In order to easily distribute the NMDC schema for use by software developers, we deploy the NMDC schema as a Python library on the PyPI platform (https://pypi.org/project/nmdc-schema). For instance, using this library, a developer can validate a JSON document against the schema either by executing the command ‘validate-json-schema -i < JSON document>’ in a terminal or by accessing the Python modules within the nmdc-schema library. Moreover, the PyPI platform enables us to easily manage schema changes and deploy these changes to the research community. A developer can either use the most recent version of the schema or use a previous version.

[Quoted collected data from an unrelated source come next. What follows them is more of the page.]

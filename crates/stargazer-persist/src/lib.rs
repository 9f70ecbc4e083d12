//! Save-game persistence for the Stargazer exploration engine.
//!
//! Saves are a single versioned JSON record under a fixed key. Loading an
//! older record runs the ordered schema migrations before decoding.
//!
//! # Modules
//!
//! - [`error`] -- [`PersistError`] and the storage/migration errors it wraps.
//! - [`storage`] -- [`SaveStorage`] trait, memory and file backends, and the
//!   single-slot storage lease.
//! - [`record`] -- The `{schemaVersion, savedAt, snapshot}` envelope.
//! - [`migrate`] -- Ordered schema migrations.
//! - [`gateway`] -- [`PersistenceGateway`]: save/load as action triads.
//!
//! [`PersistError`]: error::PersistError
//! [`SaveStorage`]: storage::SaveStorage
//! [`PersistenceGateway`]: gateway::PersistenceGateway

pub mod error;
pub mod gateway;
pub mod migrate;
pub mod record;
pub mod storage;

pub use error::{MigrationError, PersistError, StorageError};
pub use gateway::{LoadedGame, PersistenceGateway, SaveReceipt};
pub use migrate::CURRENT_SCHEMA_VERSION;
pub use record::SaveRecord;
pub use storage::{FileStorage, MemoryStorage, SaveStorage, StorageLease, StorageSlot};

As noted above, metadata is extracted from the respective data management systems at the JGI (e.g. GOLD) and EMSL (MyEMSL/NEXUS), and is integrated based on the NMDC data schema associations, and transformed into JSON documents. These JSON documents are stored in a MongoDB (https://www.mongodb.com) and validated against the NMDC JSON schema. The Dagster framework (https://dagster.io) is used to organize and orchestrate the ETL process (https://github.com/microbiomedata/nmdc-runtime). NMDC metadata as JSON documents are then transformed into a relational model and stored in a PostgreSQL database (https://www.postgresql.org) optimized for use as the persistence layer beneath a custom search application (https://data.microbiomedata.org). The search application server API is implemented in Python using the FastAPI framework (https://fastapi.tiangolo.com). The client is written in JavaScript using the Vue.js framework (https://vuejs.org) and additional JS libraries.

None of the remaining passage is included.